(Material provided Opens)

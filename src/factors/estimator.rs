//! Age-to-age development factor estimation with credibility rules
//!
//! For each development age `a`, every origin period holding cumulative
//! values at both `a` and `a+1` contributes the individual factor
//! `v(a+1)/v(a)`. Pairs whose prior value falls below the configured volume
//! threshold are excluded (division near zero is unstable and carries no
//! credibility). Ages left with fewer than the configured minimum number of
//! pairs are marked insufficient rather than estimated: silently
//! substituting an assumption here could corrupt downstream reserves
//! without visibility.

use crate::triangle::Triangle;
use rust_decimal::prelude::ToPrimitive;
use rust_decimal::Decimal;
use rust_decimal_macros::dec;
use serde::{Deserialize, Serialize};
use std::collections::BTreeMap;

/// Credibility thresholds for factor estimation
#[derive(Debug, Clone, Serialize, Deserialize)]
pub struct EstimatorConfig {
    /// Minimum number of credible origin-period pairs per age
    pub min_sample_count: usize,

    /// Minimum prior-period cumulative value for a pair to count
    pub min_prior_value: Decimal,
}

impl Default for EstimatorConfig {
    fn default() -> Self {
        Self {
            min_sample_count: 3,
            min_prior_value: dec!(1000),
        }
    }
}

/// Empirical factor estimate at one development age
#[derive(Debug, Clone, Serialize, Deserialize)]
pub struct FactorEstimate {
    /// Volume-weighted average: sum(v(a) * f) / sum(v(a))
    pub volume_weighted: Decimal,

    /// Unweighted mean of individual factors (diagnostic)
    pub simple_average: Decimal,

    /// Median of individual factors (diagnostic)
    pub median: Decimal,

    /// Credible pairs that survived exclusion
    pub sample_count: usize,

    /// Sample standard deviation of individual factors (diagnostic)
    pub std_dev: f64,

    /// Pairs excluded for falling below the volume threshold
    pub excluded_pairs: usize,
}

/// Outcome of estimation at one development age
#[derive(Debug, Clone, Serialize, Deserialize)]
pub enum AgeDevelopment {
    /// Enough credible pairs: factor estimated
    Estimated(FactorEstimate),
    /// Too few credible pairs: explicitly undefined, never defaulted
    Insufficient {
        pairs_observed: usize,
        pairs_credible: usize,
    },
}

impl AgeDevelopment {
    pub fn estimate(&self) -> Option<&FactorEstimate> {
        match self {
            AgeDevelopment::Estimated(e) => Some(e),
            AgeDevelopment::Insufficient { .. } => None,
        }
    }
}

/// Development factors per age, with insufficient-data markers
#[derive(Debug, Clone, Default, Serialize, Deserialize)]
pub struct DevelopmentFactors {
    by_age: BTreeMap<u32, AgeDevelopment>,
}

impl DevelopmentFactors {
    pub fn get(&self, age: u32) -> Option<&AgeDevelopment> {
        self.by_age.get(&age)
    }

    /// Estimated factor at an age, None where absent or insufficient
    pub fn estimated(&self, age: u32) -> Option<&FactorEstimate> {
        self.by_age.get(&age).and_then(AgeDevelopment::estimate)
    }

    pub fn iter(&self) -> impl Iterator<Item = (u32, &AgeDevelopment)> {
        self.by_age.iter().map(|(age, dev)| (*age, dev))
    }

    pub fn is_empty(&self) -> bool {
        self.by_age.is_empty()
    }

    /// Greatest age with any empirical data, estimated or insufficient
    pub fn last_observed_age(&self) -> Option<u32> {
        self.by_age.keys().next_back().copied()
    }

    /// Ages marked insufficient, ascending
    pub fn insufficient_ages(&self) -> Vec<u32> {
        self.by_age
            .iter()
            .filter(|(_, dev)| matches!(dev, AgeDevelopment::Insufficient { .. }))
            .map(|(age, _)| *age)
            .collect()
    }
}

/// Estimate age-to-age factors from a cumulative triangle
///
/// Every age with at least one observed pair appears in the result, either
/// estimated or marked insufficient. An insufficient age never stops the
/// estimator from computing the other ages.
pub fn estimate_factors(triangle: &Triangle, config: &EstimatorConfig) -> DevelopmentFactors {
    let mut by_age = BTreeMap::new();

    let max_age = match triangle.max_observed_age() {
        Some(age) if age >= 1 => age,
        _ => return DevelopmentFactors { by_age },
    };

    for age in 1..max_age {
        let mut factors: Vec<Decimal> = Vec::new();
        let mut sum_prior = Decimal::ZERO;
        let mut sum_next = Decimal::ZERO;
        let mut pairs_observed = 0usize;
        let mut excluded = 0usize;

        for origin in triangle.origin_periods().collect::<Vec<_>>() {
            let (prior, next) = match (triangle.value(origin, age), triangle.value(origin, age + 1))
            {
                (Some(p), Some(n)) => (p, n),
                _ => continue,
            };
            pairs_observed += 1;

            // Low-credibility exclusion: also guards the division itself
            if prior < config.min_prior_value || prior <= Decimal::ZERO {
                excluded += 1;
                continue;
            }

            factors.push(next / prior);
            sum_prior += prior;
            sum_next += next;
        }

        if pairs_observed == 0 {
            continue;
        }

        if factors.len() < config.min_sample_count {
            log::debug!(
                "Age {}: {} credible pairs of {} observed, below minimum {}",
                age,
                factors.len(),
                pairs_observed,
                config.min_sample_count
            );
            by_age.insert(
                age,
                AgeDevelopment::Insufficient {
                    pairs_observed,
                    pairs_credible: factors.len(),
                },
            );
            continue;
        }

        let sample_count = factors.len();
        let volume_weighted = (sum_next / sum_prior).round_dp(6);
        let simple_average =
            (factors.iter().sum::<Decimal>() / Decimal::from(sample_count as u64)).round_dp(6);
        let median = median(&mut factors).round_dp(6);
        let std_dev = sample_std_dev(&factors);

        by_age.insert(
            age,
            AgeDevelopment::Estimated(FactorEstimate {
                volume_weighted,
                simple_average,
                median,
                sample_count,
                std_dev,
                excluded_pairs: excluded,
            }),
        );
    }

    DevelopmentFactors { by_age }
}

fn median(factors: &mut [Decimal]) -> Decimal {
    factors.sort();
    let n = factors.len();
    if n % 2 == 1 {
        factors[n / 2]
    } else {
        (factors[n / 2 - 1] + factors[n / 2]) / Decimal::TWO
    }
}

fn sample_std_dev(factors: &[Decimal]) -> f64 {
    if factors.len() < 2 {
        return 0.0;
    }
    let values: Vec<f64> = factors.iter().map(|f| f.to_f64().unwrap_or(0.0)).collect();
    let mean = values.iter().sum::<f64>() / values.len() as f64;
    let variance = values.iter().map(|v| (v - mean).powi(2)).sum::<f64>()
        / (values.len() - 1) as f64;
    variance.sqrt()
}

(Material provided Closes)

In the lines above, spot each one that contains the word "diagnostic" and copy it.

=== Task response ===
    /// Unweighted mean of individual factors (diagnostic)
    /// Median of individual factors (diagnostic)
    /// Sample standard deviation of individual factors (diagnostic)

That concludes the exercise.